PROBLEM STATEMENT:
In the listing below, locate the lines that hold the string "usize". Copy those lines.

━━ DATA FOR THE TASK ━━

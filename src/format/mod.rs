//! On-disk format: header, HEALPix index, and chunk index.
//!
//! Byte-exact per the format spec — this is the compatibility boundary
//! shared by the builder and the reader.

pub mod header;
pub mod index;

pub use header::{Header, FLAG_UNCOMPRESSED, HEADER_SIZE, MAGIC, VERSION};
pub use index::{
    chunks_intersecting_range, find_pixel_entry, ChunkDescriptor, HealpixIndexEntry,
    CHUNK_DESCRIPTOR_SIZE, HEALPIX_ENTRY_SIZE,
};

━━━
━━ DATA FOR THE TASK ━━

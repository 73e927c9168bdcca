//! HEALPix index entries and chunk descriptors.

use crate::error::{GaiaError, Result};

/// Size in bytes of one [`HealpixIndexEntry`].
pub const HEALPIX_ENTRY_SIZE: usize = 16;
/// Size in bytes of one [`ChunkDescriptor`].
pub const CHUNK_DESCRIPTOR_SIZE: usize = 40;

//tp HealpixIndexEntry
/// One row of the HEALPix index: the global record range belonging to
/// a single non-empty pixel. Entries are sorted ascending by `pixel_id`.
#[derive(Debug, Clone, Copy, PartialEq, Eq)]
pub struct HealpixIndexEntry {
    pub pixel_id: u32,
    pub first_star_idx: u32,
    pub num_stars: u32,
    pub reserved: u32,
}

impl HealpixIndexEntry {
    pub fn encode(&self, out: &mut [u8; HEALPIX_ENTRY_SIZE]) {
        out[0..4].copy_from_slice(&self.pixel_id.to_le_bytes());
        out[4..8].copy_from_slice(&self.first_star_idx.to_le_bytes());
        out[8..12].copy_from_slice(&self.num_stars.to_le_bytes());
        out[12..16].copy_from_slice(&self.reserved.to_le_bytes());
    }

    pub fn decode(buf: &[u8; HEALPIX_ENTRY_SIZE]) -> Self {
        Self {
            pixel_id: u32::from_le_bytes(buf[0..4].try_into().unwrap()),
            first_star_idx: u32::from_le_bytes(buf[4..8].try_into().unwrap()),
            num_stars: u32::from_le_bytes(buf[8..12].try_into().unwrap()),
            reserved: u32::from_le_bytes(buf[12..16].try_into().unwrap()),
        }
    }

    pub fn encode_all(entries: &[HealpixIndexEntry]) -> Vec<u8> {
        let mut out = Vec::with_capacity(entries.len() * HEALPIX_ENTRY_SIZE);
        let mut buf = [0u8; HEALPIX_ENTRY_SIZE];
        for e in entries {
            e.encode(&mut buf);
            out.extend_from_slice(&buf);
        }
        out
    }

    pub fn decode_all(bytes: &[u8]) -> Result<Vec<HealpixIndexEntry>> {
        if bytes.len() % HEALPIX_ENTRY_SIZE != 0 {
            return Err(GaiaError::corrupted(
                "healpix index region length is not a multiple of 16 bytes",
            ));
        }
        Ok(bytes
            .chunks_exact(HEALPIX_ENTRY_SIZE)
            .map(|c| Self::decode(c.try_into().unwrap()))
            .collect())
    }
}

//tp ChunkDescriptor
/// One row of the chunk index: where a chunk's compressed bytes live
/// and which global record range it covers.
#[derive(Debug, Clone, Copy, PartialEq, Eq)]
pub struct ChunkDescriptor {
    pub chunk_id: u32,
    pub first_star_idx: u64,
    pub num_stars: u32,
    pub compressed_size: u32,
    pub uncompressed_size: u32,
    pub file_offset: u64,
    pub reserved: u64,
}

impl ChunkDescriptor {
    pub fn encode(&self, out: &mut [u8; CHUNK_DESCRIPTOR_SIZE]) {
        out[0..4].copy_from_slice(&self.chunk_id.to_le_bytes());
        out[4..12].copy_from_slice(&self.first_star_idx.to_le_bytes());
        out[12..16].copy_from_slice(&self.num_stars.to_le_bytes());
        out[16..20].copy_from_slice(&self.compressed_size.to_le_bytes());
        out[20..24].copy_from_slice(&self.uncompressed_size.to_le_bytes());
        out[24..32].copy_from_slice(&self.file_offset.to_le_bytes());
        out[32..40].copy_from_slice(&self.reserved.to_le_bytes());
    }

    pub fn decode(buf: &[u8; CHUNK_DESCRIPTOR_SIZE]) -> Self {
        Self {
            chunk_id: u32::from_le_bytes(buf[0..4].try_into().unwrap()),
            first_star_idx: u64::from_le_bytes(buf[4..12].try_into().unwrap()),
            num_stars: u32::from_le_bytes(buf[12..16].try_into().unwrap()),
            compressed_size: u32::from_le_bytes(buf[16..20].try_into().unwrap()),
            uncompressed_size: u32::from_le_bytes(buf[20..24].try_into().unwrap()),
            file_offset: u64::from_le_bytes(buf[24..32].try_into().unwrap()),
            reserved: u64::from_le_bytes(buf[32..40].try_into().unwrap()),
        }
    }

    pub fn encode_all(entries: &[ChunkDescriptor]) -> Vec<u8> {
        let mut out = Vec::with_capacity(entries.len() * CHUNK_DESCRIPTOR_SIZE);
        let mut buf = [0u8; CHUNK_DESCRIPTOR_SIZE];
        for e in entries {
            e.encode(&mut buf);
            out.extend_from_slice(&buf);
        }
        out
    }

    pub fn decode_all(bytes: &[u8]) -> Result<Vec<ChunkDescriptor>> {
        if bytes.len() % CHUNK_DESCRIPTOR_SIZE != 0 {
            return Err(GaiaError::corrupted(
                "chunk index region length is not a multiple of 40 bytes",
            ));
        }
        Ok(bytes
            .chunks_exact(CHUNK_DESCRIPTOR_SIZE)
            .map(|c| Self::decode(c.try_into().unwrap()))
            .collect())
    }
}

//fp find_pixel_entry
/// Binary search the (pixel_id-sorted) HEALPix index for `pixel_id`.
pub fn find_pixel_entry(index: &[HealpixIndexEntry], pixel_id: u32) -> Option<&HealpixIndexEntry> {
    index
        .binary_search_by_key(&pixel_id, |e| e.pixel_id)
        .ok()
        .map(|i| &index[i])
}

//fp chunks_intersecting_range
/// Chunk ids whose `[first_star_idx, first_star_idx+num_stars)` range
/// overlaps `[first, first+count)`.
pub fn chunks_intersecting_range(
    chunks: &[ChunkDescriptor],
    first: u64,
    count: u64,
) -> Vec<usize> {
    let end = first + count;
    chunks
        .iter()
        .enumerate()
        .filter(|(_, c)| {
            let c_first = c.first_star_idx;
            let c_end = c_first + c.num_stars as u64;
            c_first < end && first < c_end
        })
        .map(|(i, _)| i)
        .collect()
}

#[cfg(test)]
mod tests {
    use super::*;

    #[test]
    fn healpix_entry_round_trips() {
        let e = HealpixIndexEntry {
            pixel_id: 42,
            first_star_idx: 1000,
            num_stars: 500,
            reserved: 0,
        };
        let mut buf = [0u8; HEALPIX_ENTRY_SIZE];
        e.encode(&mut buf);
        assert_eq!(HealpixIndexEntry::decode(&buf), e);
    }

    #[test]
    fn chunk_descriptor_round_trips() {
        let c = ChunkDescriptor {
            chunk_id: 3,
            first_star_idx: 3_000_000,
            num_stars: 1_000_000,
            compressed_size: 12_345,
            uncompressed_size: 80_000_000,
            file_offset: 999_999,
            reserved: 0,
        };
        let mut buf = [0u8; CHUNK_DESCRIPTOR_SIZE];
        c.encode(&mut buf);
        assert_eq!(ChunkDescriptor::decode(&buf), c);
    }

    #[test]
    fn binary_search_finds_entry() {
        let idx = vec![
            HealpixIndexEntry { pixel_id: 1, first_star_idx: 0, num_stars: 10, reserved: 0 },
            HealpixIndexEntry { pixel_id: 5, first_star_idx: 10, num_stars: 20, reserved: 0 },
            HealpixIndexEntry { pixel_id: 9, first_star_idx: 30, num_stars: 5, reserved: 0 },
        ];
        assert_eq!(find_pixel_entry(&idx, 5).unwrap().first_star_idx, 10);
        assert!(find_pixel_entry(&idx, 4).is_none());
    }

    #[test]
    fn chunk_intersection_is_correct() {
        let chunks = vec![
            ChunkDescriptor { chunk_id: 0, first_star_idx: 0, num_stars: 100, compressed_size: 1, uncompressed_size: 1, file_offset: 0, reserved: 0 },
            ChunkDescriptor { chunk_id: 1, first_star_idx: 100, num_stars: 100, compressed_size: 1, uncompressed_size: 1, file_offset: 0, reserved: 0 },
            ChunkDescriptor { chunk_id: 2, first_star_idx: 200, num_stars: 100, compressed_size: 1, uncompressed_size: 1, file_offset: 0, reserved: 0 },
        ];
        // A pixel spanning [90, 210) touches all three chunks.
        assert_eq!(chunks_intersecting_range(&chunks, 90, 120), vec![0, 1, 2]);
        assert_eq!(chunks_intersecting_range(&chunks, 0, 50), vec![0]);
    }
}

━━━

OUTPUT OF THE EXERCISE:
pub const HEALPIX_ENTRY_SIZE: usize = 16;
pub const CHUNK_DESCRIPTOR_SIZE: usize = 40;
) -> Vec<usize> {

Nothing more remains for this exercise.